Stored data

=== Begin Enclosure ===

//! Synchronizer core: per-file change detection and cycle orchestration.
//!
//! One cycle walks the filesystem listing, decides per file whether it is
//! new, unchanged, attribute-changed, or content-changed, applies the
//! matching actions against the vector backend and the metadata store, and
//! finally removes every file not confirmed by this cycle's scan
//! generation.
//!
//! Side-effect order for newly indexed content is load-bearing: documents
//! are written to the vector backend first, the FileRecord second, the
//! DocumentRecord links last. A crash in between leaves no FileRecord, so
//! the next cycle re-indexes the file from scratch; the stale vector
//! documents from the interrupted attempt are an accepted at-least-once
//! duplication window.
//!
//! Concurrency is throttled at three independent levels: files processed
//! end-to-end, embedding calls, and vector-store writes. The embedding and
//! indexing ceilings are global semaphores shared by all in-flight files;
//! within one file, chunk order is preserved so chunk `i` always pairs with
//! vector `i`.

use anyhow::{Context, Result};
use futures::stream::{self, StreamExt, TryStreamExt};
use sqlx::SqlitePool;
use std::sync::Arc;
use tokio::sync::Semaphore;
use tracing::{debug, info, warn};
use uuid::Uuid;

use crate::backend::VectorBackend;
use crate::chunk;
use crate::config::Config;
use crate::embedding::Embedder;
use crate::loader;
use crate::metadata;
use crate::models::{DocMetadata, DocumentRecord, ScannedFile, VectorDocument};
use crate::scanner;

fn vector_ids(documents: Vec<DocumentRecord>) -> Vec<String> {
    documents.into_iter().map(|d| d.vector_id).collect()
}

/// Counters for one scan cycle, logged as the per-cycle summary.
#[derive(Debug, Default, Clone)]
pub struct CycleStats {
    pub scanned: usize,
    pub indexed: usize,
    pub reindexed: usize,
    pub unchanged: usize,
    pub acl_updated: usize,
    pub skipped_empty: usize,
    pub failed: usize,
    pub deleted_files: usize,
    pub deleted_documents: usize,
}

enum FileOutcome {
    Indexed,
    Reindexed,
    Unchanged,
    AclUpdated,
    SkippedEmpty,
    Failed,
}

pub struct Synchronizer {
    config: Config,
    pool: SqlitePool,
    backend: Arc<dyn VectorBackend>,
    embedder: Arc<dyn Embedder>,
    embed_slots: Arc<Semaphore>,
    index_slots: Arc<Semaphore>,
}

impl Synchronizer {
    pub fn new(
        config: Config,
        pool: SqlitePool,
        backend: Arc<dyn VectorBackend>,
        embedder: Arc<dyn Embedder>,
    ) -> Self {
        let embed_slots = Arc::new(Semaphore::new(config.concurrency.embedding));
        let index_slots = Arc::new(Semaphore::new(config.concurrency.indexing));
        Self {
            config,
            pool,
            backend,
            embedder,
            embed_slots,
            index_slots,
        }
    }

    /// Scan the configured root and run one full cycle.
    pub async fn run_cycle(&self) -> Result<CycleStats> {
        let files = scanner::scan(&self.config.scanner)?;
        self.run_cycle_with(files).await
    }

    /// Run one full cycle over a prepared listing.
    pub async fn run_cycle_with(&self, files: Vec<ScannedFile>) -> Result<CycleStats> {
        let scan_id = Uuid::new_v4().to_string();
        info!(scan_id = %scan_id, files = files.len(), "scan cycle started");

        let mut stats = CycleStats {
            scanned: files.len(),
            ..Default::default()
        };

        let scan_id_ref = scan_id.as_str();
        let outcomes: Vec<FileOutcome> = stream::iter(files)
            .map(|file| {
                async move {
                    match self.process_file(&file, scan_id_ref).await {
                        Ok(outcome) => outcome,
                        Err(e) => {
                            warn!(
                                path = %file.path.display(),
                                error = %e,
                                "file processing failed; will retry next cycle"
                            );
                            FileOutcome::Failed
                        }
                    }
                }
            })
            .buffer_unordered(self.config.concurrency.files)
            .collect()
            .await;

        for outcome in outcomes {
            match outcome {
                FileOutcome::Indexed => stats.indexed += 1,
                FileOutcome::Reindexed => stats.reindexed += 1,
                FileOutcome::Unchanged => stats.unchanged += 1,
                FileOutcome::AclUpdated => stats.acl_updated += 1,
                FileOutcome::SkippedEmpty => stats.skipped_empty += 1,
                FileOutcome::Failed => stats.failed += 1,
            }
        }

        // Tombstone GC: anything not confirmed by this generation is gone
        // from the filesystem. A metadata store failure here aborts the
        // rest of the cycle.
        let (deleted_files, deleted_documents) = self
            .cleanup(&scan_id)
            .await
            .with_context(|| "cleanup failed; stale entries remain until next cycle")?;
        stats.deleted_files = deleted_files;
        stats.deleted_documents = deleted_documents;

        info!(
            scan_id = %scan_id,
            scanned = stats.scanned,
            indexed = stats.indexed,
            reindexed = stats.reindexed,
            unchanged = stats.unchanged,
            acl_updated = stats.acl_updated,
            skipped_empty = stats.skipped_empty,
            failed = stats.failed,
            deleted_files = stats.deleted_files,
            deleted_documents = stats.deleted_documents,
            "scan cycle complete"
        );

        Ok(stats)
    }

    /// Per-file change detection.
    async fn process_file(&self, file: &ScannedFile, scan_id: &str) -> Result<FileOutcome> {
        if file.size == 0 {
            debug!(path = %file.path.display(), "empty file");
            return Ok(FileOutcome::SkippedEmpty);
        }

        let existing = metadata::find_file_by_ino(&self.pool, file.ino).await?;

        match existing {
            Some(record) if record.mtime_ms == file.mtime_ms => {
                if record.ctime_ms != file.ctime_ms {
                    info!(path = %file.path.display(), "file attributes changed - updating acl");
                    let ids = vector_ids(metadata::documents_for_file(&self.pool, &record.id).await?);
                    self.backend.bulk_update_acl(&ids, &file.acl).await?;
                    metadata::update_ctime(&self.pool, &record.id, file.ctime_ms).await?;
                    metadata::update_scan_id(&self.pool, &record.id, scan_id).await?;
                    return Ok(FileOutcome::AclUpdated);
                }

                debug!(path = %file.path.display(), "existing file - no changes");
                metadata::update_scan_id(&self.pool, &record.id, scan_id).await?;
                Ok(FileOutcome::Unchanged)
            }
            Some(record) => {
                info!(path = %file.path.display(), "file content changed - reindexing");
                let ids = vector_ids(metadata::documents_for_file(&self.pool, &record.id).await?);
                self.backend.bulk_delete(&ids).await?;
                metadata::delete_file(&self.pool, &record.id).await?;

                self.index_file(file, scan_id).await?;
                Ok(FileOutcome::Reindexed)
            }
            None => {
                debug!(path = %file.path.display(), "new file");
                self.index_file(file, scan_id).await?;
                Ok(FileOutcome::Indexed)
            }
        }
    }

    /// Full index path: chunk, embed, write to the vector backend, then
    /// persist the FileRecord and its document links.
    async fn index_file(&self, file: &ScannedFile, scan_id: &str) -> Result<usize> {
        let sections = loader::load(&file.path)?;
        let chunks = chunk::split_sections(
            &sections,
            self.config.chunking.chunk_size,
            self.config.chunking.chunk_overlap,
        );
        debug!(path = %file.path.display(), chunks = chunks.len(), "file chunked");

        // One embedding call per chunk under the global ceiling; `buffered`
        // keeps output order aligned with chunk order.
        let texts: Vec<String> = chunks.iter().map(|chunk| chunk.text.clone()).collect();
        let vectors: Vec<Vec<f32>> = stream::iter(texts)
            .map(|text| async move {
                let _permit = self.embed_slots.acquire().await?;
                let mut vectors = self.embedder.embed(&[text]).await?;
                vectors
                    .pop()
                    .ok_or_else(|| anyhow::anyhow!("Empty embedding response"))
            })
            .buffered(self.config.concurrency.embedding)
            .try_collect()
            .await?;

        let documents: Vec<VectorDocument> = chunks
            .iter()
            .zip(vectors)
            .map(|(chunk, vector)| VectorDocument {
                text: chunk.text.clone(),
                vector,
                metadata: DocMetadata::merge(chunk, file),
            })
            .collect();

        let vector_ids: Vec<String> = stream::iter(documents)
            .map(|document| async move {
                let _permit = self.index_slots.acquire().await?;
                self.backend.index(&document).await
            })
            .buffered(self.config.concurrency.indexing)
            .try_collect()
            .await?;

        let file_id = metadata::insert_file(&self.pool, file, scan_id).await?;
        metadata::insert_documents(&self.pool, &file_id, &vector_ids).await?;

        debug!(
            path = %file.path.display(),
            documents = vector_ids.len(),
            "file indexed"
        );
        Ok(vector_ids.len())
    }

    /// Delete every file (and its documents) absent from this scan
    /// generation, from the vector backend first and the metadata store
    /// second.
    async fn cleanup(&self, scan_id: &str) -> Result<(usize, usize)> {
        let stale = metadata::stale_files(&self.pool, scan_id).await?;
        if stale.is_empty() {
            debug!("no deleted files identified");
            return Ok((0, 0));
        }

        let ids: Vec<String> = stale
            .iter()
            .flat_map(|f| f.vector_ids.iter().cloned())
            .collect();
        info!(
            files = stale.len(),
            documents = ids.len(),
            "removing entries for files absent from this scan"
        );

        self.backend.bulk_delete(&ids).await?;
        metadata::delete_stale(&self.pool, scan_id).await?;

        Ok((stale.len(), ids.len()))
    }
}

=== End Enclosure ===

Work request:
Your task is to copy every line in the entries that holds the string "scanner".

Response below:
use crate::scanner;
        let files = scanner::scan(&self.config.scanner)?;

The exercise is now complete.